(Source records)
BEGIN

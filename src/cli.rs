use clap::{Parser, Subcommand};
use chrono::NaiveDate;
use std::path::PathBuf;

#[derive(Parser)]
#[command(name = "manga-check")]
#[command(about = "作品一覧と書籍カタログを照合する最新巻チェックツール", long_about = None)]
pub struct Cli {
    #[command(subcommand)]
    pub command: Commands,

    /// 詳細ログを出力
    #[arg(short, long, global = true)]
    pub verbose: bool,

    /// 作品一覧スプレッドシート（.xlsx）
    #[arg(long, global = true)]
    pub sheet: Option<PathBuf>,

    /// 対象のワークシート名（省略時は先頭のシート）
    #[arg(long, global = true)]
    pub worksheet: Option<String>,

    /// 楽天アプリID
    #[arg(long, global = true)]
    pub application_id: Option<String>,
}

#[derive(Subcommand)]
pub enum Commands {
    /// 作品一覧シートが開けるか確認
    Sheet,

    /// 作品一覧シートの内容を表示
    Show,

    /// 最新刊チェックを実行
    Run {
        /// 判定の基準日（YYYY-MM-DD、省略時は今日）
        #[arg(long, value_parser = parse_date)]
        today: Option<NaiveDate>,

        /// 検出した巻数をシートに書き戻す
        #[arg(short, long)]
        update: bool,

        /// 書き戻しの確認を省略
        #[arg(short, long)]
        yes: bool,
    },

    /// 直近の検索結果をシートに書き戻す
    Update {
        /// 確認を省略
        #[arg(short, long)]
        yes: bool,
    },

    /// 直近の検索結果をファイルに出力
    Export {
        /// 出力形式 (xlsx/json/both)
        #[arg(short, long, default_value = "xlsx")]
        format: ExportFormat,

        /// 出力ファイル/ディレクトリ
        #[arg(short, long)]
        output: Option<PathBuf>,

        /// ファイル名・シート名
        #[arg(short, long, default_value = "最新巻チェック")]
        title: String,
    },

    /// 直近の検索結果を削除
    Clear,

    /// 設定を表示/編集
    Config {
        /// 楽天アプリIDを設定
        #[arg(long)]
        set_application_id: Option<String>,

        /// 楽天アフィリエイトIDを設定
        #[arg(long)]
        set_affiliate_id: Option<String>,

        /// 作品一覧スプレッドシートのパスを設定
        #[arg(long)]
        set_sheet: Option<PathBuf>,

        /// 設定を表示
        #[arg(long)]
        show: bool,
    },
}

#[derive(Clone, Debug, Default, PartialEq, Eq)]
pub enum ExportFormat {
    #[default]
    Xlsx,
    Json,
    Both,
}

impl std::str::FromStr for ExportFormat {
    type Err = String;

    fn from_str(s: &str) -> Result<Self, Self::Err> {
        match s.to_lowercase().as_str() {
            "xlsx" | "excel" => Ok(ExportFormat::Xlsx),
            "json" => Ok(ExportFormat::Json),
            "both" => Ok(ExportFormat::Both),
            _ => Err(format!("Unknown format: {}. Use xlsx, json, or both", s)),
        }
    }
}

fn parse_date(s: &str) -> Result<NaiveDate, String> {
    NaiveDate::parse_from_str(s, "%Y-%m-%d")
        .map_err(|e| format!("日付はYYYY-MM-DD形式で指定してください: {}", e))
}

#[cfg(test)]
mod tests {
    use super::*;

    #[test]
    fn test_export_format_from_str() {
        assert_eq!("xlsx".parse::<ExportFormat>().unwrap(), ExportFormat::Xlsx);
        assert_eq!("Excel".parse::<ExportFormat>().unwrap(), ExportFormat::Xlsx);
        assert_eq!("json".parse::<ExportFormat>().unwrap(), ExportFormat::Json);
        assert_eq!("both".parse::<ExportFormat>().unwrap(), ExportFormat::Both);
        assert!("pdf".parse::<ExportFormat>().is_err());
    }

    #[test]
    fn test_parse_run_with_today() {
        let cli = Cli::try_parse_from(["manga-check", "run", "--today", "2026-05-01", "--update", "-y"]).unwrap();
        match cli.command {
            Commands::Run { today, update, yes } => {
                assert_eq!(today, NaiveDate::from_ymd_opt(2026, 5, 1));
                assert!(update);
                assert!(yes);
            }
            _ => panic!("runコマンドとして解釈されていない"),
        }
    }

    #[test]
    fn test_parse_invalid_today() {
        assert!(Cli::try_parse_from(["manga-check", "run", "--today", "2026/05/01"]).is_err());
    }

    #[test]
    fn test_global_sheet_option() {
        let cli = Cli::try_parse_from(["manga-check", "show", "--sheet", "作品一覧.xlsx"]).unwrap();
        assert_eq!(cli.sheet, Some(PathBuf::from("作品一覧.xlsx")));
        assert!(matches!(cli.command, Commands::Show));
    }
}
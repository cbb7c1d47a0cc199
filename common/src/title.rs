//! 照合用タイトルの生成と一致判定

use crate::error::{Error, Result};

/// 照合用タイトル中で巻数に置き換えるトークン
pub const VOLUME_PLACEHOLDER: &str = "num";

/// 次の巻数を求める（空欄は0巻扱い）
pub fn next_volume(current_volume: &str) -> Result<u32> {
    let trimmed = current_volume.trim();
    if trimmed.is_empty() {
        return Ok(1);
    }

    let current = trimmed
        .parse::<u32>()
        .map_err(|_| Error::InvalidVolume(current_volume.to_string()))?;
    current
        .checked_add(1)
        .ok_or_else(|| Error::InvalidVolume(current_volume.to_string()))
}

/// 照合用タイトルの `num` をすべて巻数に置換
pub fn build_match_target(pattern: &str, next_volume: u32) -> String {
    pattern.replace(VOLUME_PLACEHOLDER, &next_volume.to_string())
}

/// カタログの書名が照合用タイトルを含むか（完全一致の部分文字列検索）
pub fn matches(catalog_title: &str, match_target: &str) -> bool {
    catalog_title.contains(match_target)
}
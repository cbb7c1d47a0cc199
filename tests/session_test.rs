//! 検索結果セッションのテスト

use chrono::NaiveDate;
use manga_check::session::{session_folder, Session};
use manga_check::sheet::{SeriesSheet, XlsxSheet};
use rust_xlsxwriter::Workbook;
use manga_check_common::{ReconciliationEntry, VolumeCandidate};
use std::path::{Path, PathBuf};
use tempfile::tempdir;

fn entry(source_index: usize, title: &str, volume: &str) -> ReconciliationEntry {
    ReconciliationEntry {
        source_index,
        original_title: title.to_string(),
        candidate: VolumeCandidate {
            title: format!("{} {}", title, volume),
            volume: volume.to_string(),
            isbn: "9784000000000".to_string(),
            sales_date: "2026年04月01日".to_string(),
            item_url: String::new(),
        },
    }
}

/// セッションがなければNone
#[test]
fn test_load_missing_session() {
    let dir = tempdir().expect("Failed to create temp dir");
    assert!(Session::load(dir.path()).unwrap().is_none());
}

/// 保存と読み込み
#[test]
fn test_session_save_and_load() {
    let dir = tempdir().expect("Failed to create temp dir");
    let today = NaiveDate::from_ymd_opt(2026, 5, 1).unwrap();

    let session = Session::new(today, "作品一覧", vec![entry(0, "作品A", "4"), entry(2, "作品C", "11")]);
    session.save(dir.path()).expect("セッション保存失敗");

    let loaded = Session::load(dir.path()).unwrap().expect("セッションが見つからない");
    assert_eq!(loaded.reference_date, today);
    assert_eq!(loaded.worksheet, "作品一覧");
    assert_eq!(loaded.results, session.results);
}

/// バージョンが異なるセッションは破棄
#[test]
fn test_session_version_mismatch() {
    let dir = tempdir().expect("Failed to create temp dir");
    std::fs::write(
        Session::session_path(dir.path()),
        r#"{"version": 99, "referenceDate": "2026-05-01", "worksheet": "x", "results": []}"#,
    )
    .unwrap();

    assert!(Session::load(dir.path()).unwrap().is_none());
}

/// 削除
#[test]
fn test_session_clear() {
    let dir = tempdir().expect("Failed to create temp dir");
    let today = NaiveDate::from_ymd_opt(2026, 5, 1).unwrap();
    Session::new(today, "作品一覧", Vec::new()).save(dir.path()).unwrap();

    assert!(Session::clear(dir.path()).unwrap());
    assert!(!Session::clear(dir.path()).unwrap());
    assert!(Session::load(dir.path()).unwrap().is_none());
}

/// 削除できない場合はエラー
#[test]
fn test_session_clear_error() {
    let dir = tempdir().expect("Failed to create temp dir");
    std::fs::create_dir(Session::session_path(dir.path())).unwrap();

    assert!(Session::clear(dir.path()).is_err());
}

/// 書き戻し先は先頭のシートではなく検索時のシート
#[test]
fn test_session_opens_searched_worksheet() {
    let dir = tempdir().expect("Failed to create temp dir");
    let path = dir.path().join("作品一覧.xlsx");

    let mut workbook = Workbook::new();
    workbook.add_worksheet().set_name("別シート").unwrap();
    workbook.add_worksheet().set_name("作品一覧").unwrap();
    workbook.save(&path).unwrap();

    let today = NaiveDate::from_ymd_opt(2026, 5, 1).unwrap();
    let session = Session::new(today, "作品一覧", Vec::new());

    let settings = session.sheet_settings(&path);
    assert_eq!(settings.worksheet.as_deref(), Some("作品一覧"));
    let sheet = XlsxSheet::open(&settings).unwrap();
    assert_eq!(sheet.name(), "作品一覧");
}

#[test]
fn test_session_folder() {
    assert_eq!(session_folder(Path::new("/data/作品一覧.xlsx")), PathBuf::from("/data"));
    assert_eq!(session_folder(Path::new("作品一覧.xlsx")), PathBuf::from("."));
}
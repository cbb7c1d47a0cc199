//! 検索結果エクスポートの統合テスト

use manga_check::cli::ExportFormat;
use manga_check::export::export_results;
use manga_check_common::{ReconciliationEntry, VolumeCandidate};
use calamine::{open_workbook_auto, Data, Reader};
use tempfile::tempdir;

fn create_test_entry(index: usize) -> ReconciliationEntry {
    ReconciliationEntry {
        source_index: index,
        original_title: format!("作品{}", index),
        candidate: VolumeCandidate {
            title: format!("作品{} {}", index, index + 1),
            volume: (index + 1).to_string(),
            isbn: format!("978400000000{}", index),
            sales_date: "2026年04月01日".to_string(),
            item_url: String::new(),
        },
    }
}

#[test]
fn test_export_xlsx() {
    let dir = tempdir().expect("Failed to create temp dir");
    let entries: Vec<_> = (0..3).map(create_test_entry).collect();

    let written = export_results(&entries, &ExportFormat::Xlsx, dir.path(), "最新巻チェック").unwrap();
    assert_eq!(written, vec![dir.path().join("最新巻チェック.xlsx")]);

    let mut workbook = open_workbook_auto(&written[0]).unwrap();
    let range = workbook.worksheet_range("最新巻チェック").unwrap();
    assert_eq!(range.height(), 4);
    assert_eq!(range.get((0, 1)), Some(&Data::String("作品名".to_string())));
    assert_eq!(range.get((1, 1)), Some(&Data::String("作品0 1".to_string())));
    // ISBNは文字列のまま
    assert_eq!(range.get((2, 4)), Some(&Data::String("9784000000001".to_string())));
}

#[test]
fn test_export_json_to_file_path() {
    let dir = tempdir().expect("Failed to create temp dir");
    let output = dir.path().join("result.json");
    let entries: Vec<_> = (0..2).map(create_test_entry).collect();

    let written = export_results(&entries, &ExportFormat::Json, &output, "無視される").unwrap();
    assert_eq!(written, vec![output.clone()]);

    let content = std::fs::read_to_string(&output).unwrap();
    let loaded: Vec<ReconciliationEntry> = serde_json::from_str(&content).unwrap();
    assert_eq!(loaded, entries);
}

#[test]
fn test_export_both() {
    let dir = tempdir().expect("Failed to create temp dir");
    let written = export_results(&[], &ExportFormat::Both, dir.path(), "結果").unwrap();

    assert_eq!(written.len(), 2);
    for path in &written {
        assert!(path.exists(), "ファイルが作成されていない: {}", path.display());
    }
    assert_eq!(std::fs::read_to_string(&written[1]).unwrap().trim(), "[]");
}
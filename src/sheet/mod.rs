//! 作品一覧スプレッドシート
//!
//! シートの読み書きは `SeriesSheet` トレイトの背後に置く。
//! 本番はローカルの .xlsx（calamineで読み込み、rust_xlsxwriterで書き出し）。

mod xlsx;

pub use xlsx::{create_workbook, XlsxSheet};

use crate::error::{CheckError, Result};
use manga_check_common::{parse_rows, plan_updates, CellUpdate, ParsedSheet, ReconciliationEntry, TrackedSeries};

/// 作品一覧シートの読み書き
pub trait SeriesSheet {
    /// シート名
    fn name(&self) -> &str;

    /// 全行をセル文字列で返す（ヘッダー行を含む）
    fn rows(&self) -> Result<Vec<Vec<String>>>;

    /// セルを書き換える
    fn write_cells(&mut self, updates: &[CellUpdate]) -> Result<()>;
}

/// シートから追跡対象の作品を読み込む
///
/// シートが空、または有効な行が1件もない場合は `CheckError::NoValidRows`。
pub fn load_series<S: SeriesSheet + ?Sized>(sheet: &S) -> Result<ParsedSheet> {
    let rows = sheet.rows()?;
    let parsed = parse_rows(&rows);

    for warning in &parsed.warnings {
        tracing::warn!(sheet = %sheet.name(), "{}", warning);
    }

    if parsed.series.is_empty() {
        return Err(CheckError::NoValidRows);
    }

    tracing::info!(sheet = %sheet.name(), count = parsed.series.len(), "作品データを取得");
    Ok(parsed)
}

/// チェック結果の巻数をシートに書き戻す
///
/// 巻数が変わる行だけを書き換え、変更内容を返す。
pub fn apply_updates<S: SeriesSheet + ?Sized>(
    sheet: &mut S,
    series: &[TrackedSeries],
    entries: &[ReconciliationEntry],
) -> Result<Vec<CellUpdate>> {
    let updates = plan_updates(series, entries);
    if updates.is_empty() {
        return Ok(updates);
    }

    sheet.write_cells(&updates)?;
    for update in &updates {
        tracing::info!(row = update.row, "{}", update);
    }
    Ok(updates)
}
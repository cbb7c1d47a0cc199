//! 作品一覧シートの行解釈と書き戻し計画
//!
//! シートの構成: 1行目はヘッダー、2行目以降が
//! 「タイトル / 照合用タイトル / 巻数」の3列。

use crate::types::{ReconciliationEntry, TrackedSeries};
use std::collections::HashMap;

/// 巻数の列（1始まり）
pub const VOLUME_COLUMN: usize = 3;

/// 必要な列数
pub const REQUIRED_COLUMNS: usize = 3;

/// 読み飛ばした行の警告
#[derive(Debug, Clone, PartialEq, Eq)]
pub struct RowWarning {
    /// シート上の行番号（1始まり）
    pub row: usize,
    pub message: String,
}

impl std::fmt::Display for RowWarning {
    fn fmt(&self, f: &mut std::fmt::Formatter<'_>) -> std::fmt::Result {
        write!(f, "行{}: {}", self.row, self.message)
    }
}

/// シート解釈結果
#[derive(Debug, Clone, Default)]
pub struct ParsedSheet {
    pub series: Vec<TrackedSeries>,
    pub warnings: Vec<RowWarning>,
}

/// データ行のインデックスからシート上の行番号へ（ヘッダー分と1始まりで+2）
pub fn sheet_row(source_index: usize) -> usize {
    source_index + 2
}

/// シートの全行から追跡対象の作品を取り出す
///
/// ヘッダー行は常に読み飛ばす。列数不足・タイトル空欄の行は警告付きで除外。
pub fn parse_rows(rows: &[Vec<String>]) -> ParsedSheet {
    let mut parsed = ParsedSheet::default();

    for (source_index, row) in rows.iter().skip(1).enumerate() {
        let row_number = sheet_row(source_index);

        if row.len() < REQUIRED_COLUMNS {
            parsed.warnings.push(RowWarning {
                row: row_number,
                message: format!("データが不完全です（列数: {}）", row.len()),
            });
            continue;
        }

        let title = row[0].trim();
        if title.is_empty() {
            parsed.warnings.push(RowWarning {
                row: row_number,
                message: "タイトルが空です".to_string(),
            });
            continue;
        }

        parsed.series.push(TrackedSeries {
            title: title.to_string(),
            search_title: row[1].trim().to_string(),
            current_volume: row[2].trim().to_string(),
            source_index,
        });
    }

    parsed
}

/// 巻数セルの書き換え1件
#[derive(Debug, Clone, PartialEq, Eq)]
pub struct CellUpdate {
    /// シート上の行番号（1始まり）
    pub row: usize,
    /// 列番号（1始まり）
    pub column: usize,
    pub title: String,
    pub old_value: String,
    pub new_value: String,
}

impl std::fmt::Display for CellUpdate {
    fn fmt(&self, f: &mut std::fmt::Formatter<'_>) -> std::fmt::Result {
        write!(
            f,
            "{} の巻数を {} → {} に変更",
            self.title, self.old_value, self.new_value
        )
    }
}

/// チェック結果から書き戻すセルを決める
///
/// 巻数が文字列として異なる行だけを対象にする。
/// 検索後に行が並べ替えられた場合に備え、タイトルが一致しない行は書き換えない。
pub fn plan_updates(
    series: &[TrackedSeries],
    entries: &[ReconciliationEntry],
) -> Vec<CellUpdate> {
    let by_index: HashMap<usize, &TrackedSeries> =
        series.iter().map(|s| (s.source_index, s)).collect();

    entries
        .iter()
        .filter_map(|entry| {
            let Some(original) = by_index.get(&entry.source_index) else {
                tracing::warn!(
                    source_index = entry.source_index,
                    title = %entry.original_title,
                    "元データに該当行がないため書き戻しをスキップ"
                );
                return None;
            };

            if original.title != entry.original_title {
                tracing::warn!(
                    row = sheet_row(entry.source_index),
                    expected = %entry.original_title,
                    actual = %original.title,
                    "行のタイトルが検索時と異なるため書き戻しをスキップ"
                );
                return None;
            }

            if entry.candidate.volume == original.current_volume {
                return None;
            }

            Some(CellUpdate {
                row: sheet_row(entry.source_index),
                column: VOLUME_COLUMN,
                title: original.title.clone(),
                old_value: original.current_volume.clone(),
                new_value: entry.candidate.volume.clone(),
            })
        })
        .collect()
}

END

→ AIM OF THE EXERCISE
Wherever the word "Sized" appears in the records above, copy that line.

→ TASK RESPONSE
pub fn load_series<S: SeriesSheet + ?Sized>(sheet: &S) -> Result<ParsedSheet> {
pub fn apply_updates<S: SeriesSheet + ?Sized>(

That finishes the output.